3. She says one year’s worth of oil is the same as fifty years of fifty nuclear reactors and yet she then says later than you need 10,000 nuclear reactors to cover one year’s supply of oil. So which is it? Sloppy math.
4. She points out that 95% of transportation energy depends on oil and there are substitutes in other areas. OK. Electric transportation works though is expensive. Electric transportation is also at least twice (and some would argue four times) more efficient than oil based. Thus we need HALF the current oil use to provide the same motorized transportation. Not to mention substitution to mass transit or bicycles. Or living closer to work.
5. She says that when you are using more energy to get a barrel of oil out than it contains, it will no longer be done.
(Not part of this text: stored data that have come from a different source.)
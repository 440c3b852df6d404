use crate::tokenizer::Tokenizer;
use lazy_static::lazy_static;
use serde::{Deserialize, Serialize};
use std::collections::HashSet;

lazy_static! {
    static ref ENGLISH: Vec<&'static str> = vec![
        "a","about","above","after","again","against","all","am","an","and","any","are","aren't","as","at",
        "be","because","been","before","being","below","between","both","but","by",
        "can","can't","cannot","could","couldn't",
        "did","didn't","do","does","doesn't","doing","don't","down","during",
        "each","few","for","from","further",
        "had","hadn't","has","hasn't","have","haven't","having","he","he'd","he'll","he's","her","here","here's","hers","herself","him","himself","his","how","how's",
        "i","i'd","i'll","i'm","i've","if","in","into","is","isn't","it","it's","its","itself",
        "let's","me","more","most","mustn't","my","myself",
        "no","nor","not","of","off","on","once","only","or","other","ought","our","ours","ourselves","out","over","own",
        "same","she","she'd","she'll","she's","should","shouldn't","so","some","such",
        "than","that","that's","the","their","theirs","them","themselves","then","there","there's","these","they","they'd","they'll","they're","they've","this","those","through","to","too",
        "under","until","up","very",
        "was","wasn't","we","we'd","we'll","we're","we've","were","weren't","what","what's","when","when's","where","where's","which","while","who","who's","whom","why","why's","with","won't","would","wouldn't",
        "you","you'd","you'll","you're","you've","your","yours","yourself","yourselves",
    ];
}

/// Terms kept out of the inverted index.
#[derive(Debug, Clone, Default, PartialEq, Eq, Serialize, Deserialize)]
pub struct StopwordSet {
    words: HashSet<String>,
}

impl StopwordSet {
    pub fn new() -> Self {
        Self::default()
    }

    /// Built-in English list.
    pub fn english() -> Self {
        ENGLISH.iter().copied().collect()
    }

    /// One stopword per line; surrounding whitespace trimmed, blank lines skipped.
    pub fn from_lines(text: &str) -> Self {
        text.lines().map(str::trim).filter(|w| !w.is_empty()).collect()
    }

    pub fn insert(&mut self, word: impl Into<String>) -> bool {
        self.words.insert(word.into())
    }

    pub fn contains(&self, term: &str) -> bool {
        self.words.contains(term)
    }

    /// Whether `term` is a stopword, directly or through its lowercase form,
    /// so a lowercase list still covers capitalised terms when case is kept.
    pub fn matches(&self, term: &str) -> bool {
        self.contains(term) || self.contains(&term.to_lowercase())
    }

    /// The same list run through `tokenizer`, so it lines up with the terms the tokenizer emits.
    pub fn canonical<T: Tokenizer>(&self, tokenizer: &T) -> StopwordSet {
        self.words.iter().flat_map(|word| tokenizer.terms(word)).collect()
    }

    pub fn len(&self) -> usize {
        self.words.len()
    }

    pub fn is_empty(&self) -> bool {
        self.words.is_empty()
    }

    pub fn iter(&self) -> impl Iterator<Item = &str> {
        self.words.iter().map(String::as_str)
    }

    /// Words in lexicographic order, for stable rendering.
    pub fn sorted(&self) -> Vec<&str> {
        let mut words: Vec<&str> = self.iter().collect();
        words.sort_unstable();
        words
    }
}

impl<S: Into<String>> FromIterator<S> for StopwordSet {
    fn from_iter<I: IntoIterator<Item = S>>(iter: I) -> Self {
        Self { words: iter.into_iter().map(Into::into).collect() }
    }
}
use criterion::{criterion_group, criterion_main, Criterion};
use termscope_core::{build_index, extract_keywords, StopwordSet};

fn corpus() -> Vec<String> {
    let words = ["index", "term", "query", "document", "offset", "rust", "the", "and", "keyword", "score"];
    (0..200)
        .map(|d| (0..300).map(|i| words[(d * 7 + i * 13) % words.len()]).collect::<Vec<_>>().join(" "))
        .collect()
}

fn bench_build(c: &mut Criterion) {
    let docs = corpus();
    let stopwords = StopwordSet::english();
    c.bench_function("build_index_200_docs", |b| b.iter(|| build_index(&docs, &stopwords)));
}

fn bench_keywords(c: &mut Criterion) {
    let docs = corpus();
    c.bench_function("extract_keywords_200_docs", |b| b.iter(|| extract_keywords(&docs, 10)));
}

criterion_group!(benches, bench_build, bench_keywords);
criterion_main!(benches);
use crate::tokenizer::{Span, Tokenizer};
use serde::{Deserialize, Serialize};
use std::collections::HashMap;

/// Term -> occurrence spans for one document, spans in order of appearance.
#[derive(Debug, Clone, Default, PartialEq, Eq, Serialize, Deserialize)]
pub struct DocumentPositions {
    spans: HashMap<String, Vec<Span>>,
}

impl DocumentPositions {
    pub fn new() -> Self {
        Self::default()
    }

    fn push(&mut self, term: String, span: Span) {
        self.spans.entry(term).or_default().push(span);
    }

    /// `None` when the term does not occur in this document; never an empty slice.
    pub fn get(&self, term: &str) -> Option<&[Span]> {
        self.spans.get(term).map(Vec::as_slice)
    }

    pub fn len(&self) -> usize {
        self.spans.len()
    }

    pub fn is_empty(&self) -> bool {
        self.spans.is_empty()
    }

    pub fn iter(&self) -> impl Iterator<Item = (&str, &[Span])> {
        self.spans.iter().map(|(term, spans)| (term.as_str(), spans.as_slice()))
    }
}

/// Scans each raw document with the position-aware tokenizer.
pub fn build_positional_index<T: Tokenizer, D: AsRef<str>>(tokenizer: &T, documents: &[D]) -> Vec<DocumentPositions> {
    documents
        .iter()
        .map(|doc| {
            let mut positions = DocumentPositions::new();
            for token in tokenizer.tokens(doc.as_ref()) {
                positions.push(token.term, token.span);
            }
            positions
        })
        .collect()
}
Wrong. We will use more energy to get a barrel of oil out than it contains if you can sell it for more than you can sell the energy used for extraction for.

I could go on, but why bother. The whole thing is ludicrous and full of holes if you think it through. Most people won’t though.

Which is not to say peak oil is a big joke. It’s not. If we don’t make necessary substitutions in time AND depletion is fast enough then we will see severe dislocations in the economy and perhaps large sections of the global economy collapsing accompanied with mass starvation. It is that serious. BUT there are solutions if we get our heads out of the sand.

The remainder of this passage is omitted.